Patient cards with everything at a glance
Name, insurance type (critical in German healthcare), waiting time, colleague notes, visit reason, all visible without clicking.
Customizable care steps
Each practice defines their own workflow (Reception → Lab → Doctor A → X-Ray → Checked-out). Each user customizes which steps they see, hiding irrelevant ones.
Integrated task management
Tasks appear alongside patients in the same view. No more "Did someone handle that prescription?" questions, everyone sees what's pending.
One-click consultation start
Doctors launch consultations directly from the waiting room without navigating through the agenda.
Impact and results
Early adoption signals strong product-market fit
Despite being in the early stages of rollout, the Patient Flow Manager showed promising traction:
- Classic organizations (Germany): 21.17% adoption rate among organizations, 9.6% among users
- Premium (with our EHR features) organizations (Germany): 38.1% adoption rate among organizations, 30.5% among users
- French organizations: 66.67% adoption rate among organizations, 18.2% among users
- CSAT: 78.26% (goal: >70%)
- CSAT with a remarkable consistency, maintaining 60-100% satisfaction throughout the monitoring period (last 90 days)
- 195 organisations adopted the solution on 348 enabled
What the numbers revealed
The adoption-satisfaction paradox:
High satisfaction (78.26%) but low user adoption (9.6% in Classic orgs) proved we built the right product but underestimated change management needs. Users who tried it loved it—but getting them to try it was harder than expected.
Team adoption matters:
The gap between organization adoption (21.17%) and user adoption (9.6%) in Classic orgs showed practices had champions but not team-wide usage. For a coordination tool, partial adoption limits value.
Newer customers adopt faster:
Premium organizations (38.1%) adopted nearly twice as fast as Classic organizations (21.17%). Less entrenched third-party tools and more receptiveness to new workflows made adoption easier.
Setup remains a barrier:
Only 56% of enabled organizations created care steps, revealing onboarding friction. Even with simplified design, initial configuration was a hurdle.
Business impact
Market access
Successfully launched in a segment (German practices) we previously couldn't serve, creating competitive differentiation against incumbents.
Revenue protection
Prevented churn among practices considering switching to competitors with better waiting room tools.
Foundation for scale
78.26% CSAT indicated strong retention potential once adopted. The challenge wasn't product quality—it was activation velocity.
Lessons learned and what's next
This project taught us that building the right product and driving adoption are two distinct challenges. 78.26% CSAT proved we solved the right problem—users who tried the Patient Flow Manager loved it. But 9.6% user adoption in Classic organizations revealed the gap: getting users to start required more than intuitive design. We designed for usability within the tool but underestimated initial setup friction and the team adoption dynamics essential for a coordination tool. The next design challenge isn't adding features—it's designing the path from "this exists" to "this is configured for my workflow."

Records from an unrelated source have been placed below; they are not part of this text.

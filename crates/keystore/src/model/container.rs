use super::ContainerId;
use chrono::NaiveDateTime;
use resource_framework::Resource;
use serde::{Deserialize, Serialize};

/// What a container groups together.
#[derive(Clone, Copy, Debug, Default, PartialEq, Eq, Serialize, Deserialize)]
#[serde(rename_all = "lowercase")]
pub enum ContainerType {
    #[default]
    Generic,
    Rsa,
    Certificate,
}

/// A named reference from a container to one of its secrets.
#[derive(Clone, Debug, PartialEq, Eq, Serialize, Deserialize)]
pub struct SecretRef {
    pub name: String,
    pub secret_ref: String,
}

impl SecretRef {
    pub fn new(name: impl Into<String>, secret_ref: impl Into<String>) -> Self {
        Self {
            name: name.into(),
            secret_ref: secret_ref.into(),
        }
    }
}

/// A service registered as using a container.
#[derive(Clone, Debug, PartialEq, Eq, Serialize, Deserialize)]
pub struct Consumer {
    pub name: String,
    #[serde(rename = "URL")]
    pub url: String,
}

/// A group of secret references stored under one reference URL.
#[derive(Clone, Debug, Default, PartialEq, Serialize, Deserialize)]
#[serde(default)]
pub struct Container {
    pub container_ref: Option<String>,
    pub name: Option<String>,
    #[serde(rename = "type")]
    pub container_type: Option<ContainerType>,
    pub status: Option<String>,
    pub secret_refs: Vec<SecretRef>,
    pub consumers: Vec<Consumer>,
    pub creator_id: Option<String>,
    pub created: Option<NaiveDateTime>,
    pub updated: Option<NaiveDateTime>,
}

/// Payload for creating a container.
#[derive(Clone, Debug, Default, Serialize)]
pub struct ContainerCreate {
    #[serde(skip_serializing_if = "Option::is_none")]
    pub name: Option<String>,
    #[serde(rename = "type")]
    pub container_type: ContainerType,
    #[serde(skip_serializing_if = "Vec::is_empty")]
    pub secret_refs: Vec<SecretRef>,
}

impl ContainerCreate {
    pub fn new(name: impl Into<String>, container_type: ContainerType) -> Self {
        Self {
            name: Some(name.into()),
            container_type,
            secret_refs: Vec::new(),
        }
    }

    pub fn with_secret(mut self, name: impl Into<String>, secret_ref: impl Into<String>) -> Self {
        self.secret_refs.push(SecretRef::new(name, secret_ref));
        self
    }
}

/// Payload for updating a container. Only the fields that are set are sent.
#[derive(Clone, Debug, Default, Serialize)]
pub struct ContainerUpdate {
    #[serde(skip_serializing_if = "Option::is_none")]
    pub name: Option<String>,
    #[serde(rename = "type", skip_serializing_if = "Option::is_none")]
    pub container_type: Option<ContainerType>,
    #[serde(skip_serializing_if = "Option::is_none")]
    pub secret_refs: Option<Vec<SecretRef>>,
}

impl Resource for Container {
    type Id = ContainerId;
    type Create = ContainerCreate;
    type Update = ContainerUpdate;

    const KIND: &'static str = "container";
    const BASE_PATH: &'static str = "containers";
    const RESOURCES_KEY: &'static str = "containers";
    const REF_KEY: &'static str = "container_ref";

    fn href(&self) -> Option<&str> {
        self.container_ref.as_deref()
    }

    fn name(&self) -> Option<&str> {
        self.name.as_deref()
    }
}

#[cfg(test)]
mod tests {
    use super::*;
    use serde_json::json;

    #[test]
    fn test_decodes_service_body() {
        let body = json!({
            "container_ref": "http://kms/v1/containers/c-1",
            "name": "tls",
            "type": "certificate",
            "status": "ACTIVE",
            "secret_refs": [{"name": "certificate", "secret_ref": "http://kms/v1/secrets/s-1"}],
            "consumers": [{"name": "lb", "URL": "http://lb/1"}],
            "created": "2026-01-02T03:04:05.123456",
            "unknown_field": true
        });

        let container: Container = serde_json::from_value(body).unwrap();
        assert_eq!(container.id(), Some(ContainerId::from("c-1")));
        assert_eq!(container.container_type, Some(ContainerType::Certificate));
        assert_eq!(container.secret_refs[0].name, "certificate");
        assert_eq!(container.consumers[0].url, "http://lb/1");
        assert!(container.created.is_some());
        assert!(container.updated.is_none());
    }

    #[test]
    fn test_create_payload_omits_unset_fields() {
        let payload = ContainerCreate::new("plain", ContainerType::Generic);
        assert_eq!(
            serde_json::to_value(&payload).unwrap(),
            json!({"name": "plain", "type": "generic"})
        );

        let update = ContainerUpdate {
            name: Some("renamed".into()),
            ..Default::default()
        };
        assert_eq!(serde_json::to_value(&update).unwrap(), json!({"name": "renamed"}));
    }
}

The foundation is strong: high satisfaction, proven value for adopters, and versatility across markets (66.67% adoption in France, 38.1% in C&F organizations). Now we shift focus from building to activating. Short-term priorities include guided onboarding flows, practice-type templates, and in-app contextual help to reduce setup friction. Medium-term, we'll design team activation workflows that encourage collective adoption and build case studies from satisfied users to convince hesitant practices. Strategically, we'll prioritize C&F and newer organizations where adoption velocity is naturally higher, building momentum before tackling entrenched Classic users.
We set out to replace fragmented third-party tools with an integrated solution. We succeeded in building something users love. But this project reminded us that great design extends beyond the interface into the adoption experience itself. The best products don't just work well—they're easy to start working with. We built the first part. Now we design the second.